-------- SOURCE RECORDS --------
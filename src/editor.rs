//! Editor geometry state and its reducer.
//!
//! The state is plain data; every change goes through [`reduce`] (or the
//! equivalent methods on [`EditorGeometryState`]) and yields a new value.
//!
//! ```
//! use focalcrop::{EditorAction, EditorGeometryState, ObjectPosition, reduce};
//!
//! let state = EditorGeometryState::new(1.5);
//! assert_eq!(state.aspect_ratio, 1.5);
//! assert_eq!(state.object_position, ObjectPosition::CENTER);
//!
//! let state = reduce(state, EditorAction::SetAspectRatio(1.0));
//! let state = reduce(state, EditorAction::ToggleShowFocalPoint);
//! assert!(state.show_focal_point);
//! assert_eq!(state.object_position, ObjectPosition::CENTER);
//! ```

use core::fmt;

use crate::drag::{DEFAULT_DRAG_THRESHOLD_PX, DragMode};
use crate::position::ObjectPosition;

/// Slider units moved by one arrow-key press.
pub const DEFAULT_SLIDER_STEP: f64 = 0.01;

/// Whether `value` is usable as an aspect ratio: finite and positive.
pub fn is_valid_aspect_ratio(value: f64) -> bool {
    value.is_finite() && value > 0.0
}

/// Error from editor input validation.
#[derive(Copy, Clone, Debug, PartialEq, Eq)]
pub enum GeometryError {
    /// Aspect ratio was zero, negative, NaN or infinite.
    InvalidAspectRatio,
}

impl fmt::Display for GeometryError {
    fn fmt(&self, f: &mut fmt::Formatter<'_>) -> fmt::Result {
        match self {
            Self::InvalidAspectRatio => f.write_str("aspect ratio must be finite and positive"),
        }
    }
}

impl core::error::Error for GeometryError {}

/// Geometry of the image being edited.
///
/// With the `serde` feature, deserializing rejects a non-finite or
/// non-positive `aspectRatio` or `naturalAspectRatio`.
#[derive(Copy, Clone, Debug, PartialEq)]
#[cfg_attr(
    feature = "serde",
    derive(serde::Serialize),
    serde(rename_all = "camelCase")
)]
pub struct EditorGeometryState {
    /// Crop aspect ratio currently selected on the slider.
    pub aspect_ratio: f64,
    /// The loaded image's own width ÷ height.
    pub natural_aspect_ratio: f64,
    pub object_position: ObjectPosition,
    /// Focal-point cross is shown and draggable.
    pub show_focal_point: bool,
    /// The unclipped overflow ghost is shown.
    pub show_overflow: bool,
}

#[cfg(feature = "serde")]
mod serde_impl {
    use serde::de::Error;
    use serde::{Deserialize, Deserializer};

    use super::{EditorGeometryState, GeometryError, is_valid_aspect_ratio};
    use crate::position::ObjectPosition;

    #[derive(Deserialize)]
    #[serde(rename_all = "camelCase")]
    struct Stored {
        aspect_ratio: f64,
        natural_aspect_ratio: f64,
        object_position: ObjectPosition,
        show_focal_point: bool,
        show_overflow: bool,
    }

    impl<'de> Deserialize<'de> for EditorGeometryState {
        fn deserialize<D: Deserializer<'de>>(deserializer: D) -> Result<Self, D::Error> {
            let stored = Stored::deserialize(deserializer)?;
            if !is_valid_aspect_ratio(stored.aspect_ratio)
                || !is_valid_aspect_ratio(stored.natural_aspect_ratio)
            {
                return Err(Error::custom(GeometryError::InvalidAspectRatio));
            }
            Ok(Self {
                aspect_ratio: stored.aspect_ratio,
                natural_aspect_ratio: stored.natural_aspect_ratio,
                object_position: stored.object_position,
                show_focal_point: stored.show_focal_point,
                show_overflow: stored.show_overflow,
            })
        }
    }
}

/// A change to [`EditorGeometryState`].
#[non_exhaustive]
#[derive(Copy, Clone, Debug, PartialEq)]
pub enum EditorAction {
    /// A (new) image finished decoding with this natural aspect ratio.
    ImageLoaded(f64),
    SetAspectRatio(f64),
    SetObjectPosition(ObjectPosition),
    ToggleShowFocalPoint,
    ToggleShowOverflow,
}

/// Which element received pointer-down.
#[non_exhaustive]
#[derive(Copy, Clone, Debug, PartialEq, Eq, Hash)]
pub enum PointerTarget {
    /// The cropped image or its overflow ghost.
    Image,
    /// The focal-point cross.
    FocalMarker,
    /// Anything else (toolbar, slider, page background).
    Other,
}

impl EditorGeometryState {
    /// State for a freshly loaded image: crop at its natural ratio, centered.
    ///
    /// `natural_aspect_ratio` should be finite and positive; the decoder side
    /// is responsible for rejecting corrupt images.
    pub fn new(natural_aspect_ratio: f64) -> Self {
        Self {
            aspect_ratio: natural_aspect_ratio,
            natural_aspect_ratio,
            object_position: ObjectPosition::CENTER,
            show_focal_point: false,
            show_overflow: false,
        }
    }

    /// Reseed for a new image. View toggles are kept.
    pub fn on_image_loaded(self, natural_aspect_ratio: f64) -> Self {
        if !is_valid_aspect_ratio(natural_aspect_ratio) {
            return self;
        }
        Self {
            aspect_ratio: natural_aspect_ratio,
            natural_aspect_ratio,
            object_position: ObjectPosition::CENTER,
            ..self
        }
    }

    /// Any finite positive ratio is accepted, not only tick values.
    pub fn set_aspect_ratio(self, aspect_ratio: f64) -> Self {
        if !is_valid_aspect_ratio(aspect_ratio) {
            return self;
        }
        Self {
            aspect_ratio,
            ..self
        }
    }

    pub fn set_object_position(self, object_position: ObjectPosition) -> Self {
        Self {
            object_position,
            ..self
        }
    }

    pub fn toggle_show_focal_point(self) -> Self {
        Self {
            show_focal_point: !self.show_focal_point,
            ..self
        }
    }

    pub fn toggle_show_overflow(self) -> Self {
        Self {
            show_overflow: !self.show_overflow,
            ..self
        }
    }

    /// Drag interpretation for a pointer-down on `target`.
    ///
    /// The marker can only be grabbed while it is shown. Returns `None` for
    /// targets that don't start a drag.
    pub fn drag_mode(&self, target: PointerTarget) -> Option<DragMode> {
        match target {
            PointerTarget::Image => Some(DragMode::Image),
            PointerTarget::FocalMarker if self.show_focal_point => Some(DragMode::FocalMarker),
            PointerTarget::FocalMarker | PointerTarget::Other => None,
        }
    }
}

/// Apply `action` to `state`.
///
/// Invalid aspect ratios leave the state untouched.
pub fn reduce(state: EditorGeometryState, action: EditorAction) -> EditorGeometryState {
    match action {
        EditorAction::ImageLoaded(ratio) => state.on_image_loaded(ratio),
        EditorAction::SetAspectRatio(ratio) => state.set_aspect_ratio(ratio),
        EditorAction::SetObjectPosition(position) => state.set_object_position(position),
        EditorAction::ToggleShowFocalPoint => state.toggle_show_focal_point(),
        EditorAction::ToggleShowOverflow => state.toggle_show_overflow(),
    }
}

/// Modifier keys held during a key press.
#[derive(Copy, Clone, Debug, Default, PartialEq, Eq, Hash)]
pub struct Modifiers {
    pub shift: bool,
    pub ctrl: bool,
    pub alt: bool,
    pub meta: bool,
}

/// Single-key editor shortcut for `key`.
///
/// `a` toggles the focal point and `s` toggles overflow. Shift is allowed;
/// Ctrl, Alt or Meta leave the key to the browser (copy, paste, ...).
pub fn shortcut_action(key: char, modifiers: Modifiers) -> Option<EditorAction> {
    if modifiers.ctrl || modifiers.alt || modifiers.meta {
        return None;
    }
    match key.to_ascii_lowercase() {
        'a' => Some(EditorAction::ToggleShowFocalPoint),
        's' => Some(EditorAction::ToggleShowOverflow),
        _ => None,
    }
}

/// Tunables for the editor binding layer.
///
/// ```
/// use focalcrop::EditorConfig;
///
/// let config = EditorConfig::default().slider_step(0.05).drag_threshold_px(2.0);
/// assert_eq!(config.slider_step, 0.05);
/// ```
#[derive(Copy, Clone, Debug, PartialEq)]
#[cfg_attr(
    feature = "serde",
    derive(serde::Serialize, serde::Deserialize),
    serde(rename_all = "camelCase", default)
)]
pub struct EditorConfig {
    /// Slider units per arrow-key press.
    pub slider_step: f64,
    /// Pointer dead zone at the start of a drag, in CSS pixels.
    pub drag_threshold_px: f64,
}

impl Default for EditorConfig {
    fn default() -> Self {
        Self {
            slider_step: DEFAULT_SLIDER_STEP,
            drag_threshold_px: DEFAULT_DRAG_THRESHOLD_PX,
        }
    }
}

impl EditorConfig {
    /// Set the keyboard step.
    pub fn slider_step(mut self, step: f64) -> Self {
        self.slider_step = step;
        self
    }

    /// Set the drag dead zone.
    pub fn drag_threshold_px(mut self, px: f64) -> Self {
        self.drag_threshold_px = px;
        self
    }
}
--------
### WORK ITEM
Search the data above for the string "zone". Report every line where it is found.

### EXERCISE RESULT
    /// Pointer dead zone at the start of a drag, in CSS pixels.
    /// Set the drag dead zone.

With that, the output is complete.